On Jul 15, 12:15 pm, "John Carrier" wrote:

Not really. The sensor suite and latency in control doesn't make these
things ideal for turning and burning. Higher fuel fraction leads to greater
persistency, elimination of crew makes stealth easier to achieve and the
asset better for high threat environments. A cheaper, smaller and more
readily disposable interdiction tool. The price is you've eliminated the
decision maker in the cockpit, something you can't always and wouldn't
always want to do.

R / John


With respect to your years of experience John I've heard that
argument and agree there will always be situations that back it. But
I've also seen counter examples.
Harlan Reep used to fly as a contractor here for decades. He was a
combat vet and normally flew the drones in the live A/A tests.
Occasionaly he would fly other targets in non-shooting tests and flew
for us several times when I was working in flight test (89-91.)
I remember near the end of his career he flew a QF-86 against a
couple Hornets. It was the last Sabre drone in our inventory so there
was a lot of attention/nostalgia on the test. It was planned that the
Sabre would be shot down even if it survived the test so both Hornets
went up with the test missiles and rounds for the cannon.
In a nutshell the Sabre survived the test, and then they allowed
players to go into the shootdown with Harlan being allowed to 'do his
best' to evade. He did, and although there was some hits, the Hornets
landed with empty magazines and racks. IIRC Harlan crashed the drone
because they didn't want to take the chance that thee was damage to
the drone that would cause a crash on landing. They featured a story
on the encounter in the Base paper so it wasn't just O'club stories
that I remember this from.
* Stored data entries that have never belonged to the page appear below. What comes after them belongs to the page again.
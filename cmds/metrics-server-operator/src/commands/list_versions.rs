//! List-versions command handler.

use std::io::Write;

use anyhow::{Context, Result};
use clap::Args;
use manifest_reconciler::Release;
use serde::Serialize;

use super::GlobalArgs;
use crate::output::{write_json, write_releases};

#[derive(Args, Debug, Default)]
pub struct ListVersionsArgs {
	/// Print JSON instead of a table
	#[arg(long)]
	pub json: bool,
}

#[derive(Serialize)]
struct ReleaseEntry<'a> {
	#[serde(flatten)]
	release: &'a Release,
	current: bool,
}

/// List the releases available in manifest storage.
pub fn run<W: Write>(global: &GlobalArgs, args: ListVersionsArgs, mut writer: W) -> Result<()> {
	let config = global.operator_config()?;
	let source = global.source();
	let current = source
		.current_release(&config)
		.context("resolving current release")?;
	let mut releases: Vec<Release> = source
		.local_releases()
		.context("reading manifest storage")?
		.into_iter()
		.collect();
	releases.sort_by(|a, b| a.name.cmp(&b.name));

	if args.json {
		let entries: Vec<ReleaseEntry<'_>> = releases
			.iter()
			.map(|release| ReleaseEntry {
				release,
				current: release.name == current,
			})
			.collect();
		write_json(&mut writer, &entries)?;
	} else {
		write_releases(&mut writer, &releases, &current)?;
	}
	Ok(())
}
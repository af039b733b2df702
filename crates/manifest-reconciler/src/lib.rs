//! Reconciliation of a metrics-server deployment against versioned upstream
//! manifest bundles.
//!
//! [`ManifestSource`] loads a release, [`MutationPipeline`] adapts every
//! document to the operator's configuration and [`ReconciliationEngine`]
//! diffs and applies the result through a [`ClusterApi`].

pub mod cluster;
pub mod config;
pub mod engine;
pub mod identity;
pub mod mutation;
pub mod policy;
pub mod release;
pub mod resource;
pub mod source;
pub mod template;

pub use cluster::{ApiError, ClusterApi, LabelSelector};
pub use config::{ConfigError, OperatorConfig};
pub use engine::{
	declared_manifests, PassState, ReconcileError, ReconciliationEngine, ResourceDiff,
	WorkloadStatus, DEFAULT_APP_NAME,
};
pub use identity::{NamespaceKind, ResourceIdentity};
pub use mutation::MutationPipeline;
pub use policy::DeletionPolicy;
pub use release::Release;
pub use resource::ManifestResource;
pub use source::{ManifestSource, SourceError};
pub use template::TemplateContext;
use anyhow::Result;
use clap::Parser;
use metrics_server_operator::{commands::util::BrokenPipeGuard, telemetry, Cli};

#[cfg(all(
	target_os = "linux",
	feature = "mimalloc",
	not(feature = "system-alloc")
))]
#[global_allocator]
static GLOBAL: mimallocator::Mimalloc = mimallocator::Mimalloc;

fn main() -> Result<()> {
	let cli = Cli::parse();
	let _telemetry = telemetry::init(cli.global.log_level()?)?;

	let stdout = BrokenPipeGuard::new(std::io::stdout());
	cli.run(stdout)
}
Of course, I _do_ remember some of the
O'club excuses being offered that week (ie. he didn't have to
worry about g-block, he could 'fly the wings off... etc.)

All in all it made a great day for all the nostalgiac people who had
been involved with the Sabre's during their years of use as targets
here at the Lake.

BB

I guess everybody has some mountain to climb.
It's just fate whether you live in Kansas or Tibet...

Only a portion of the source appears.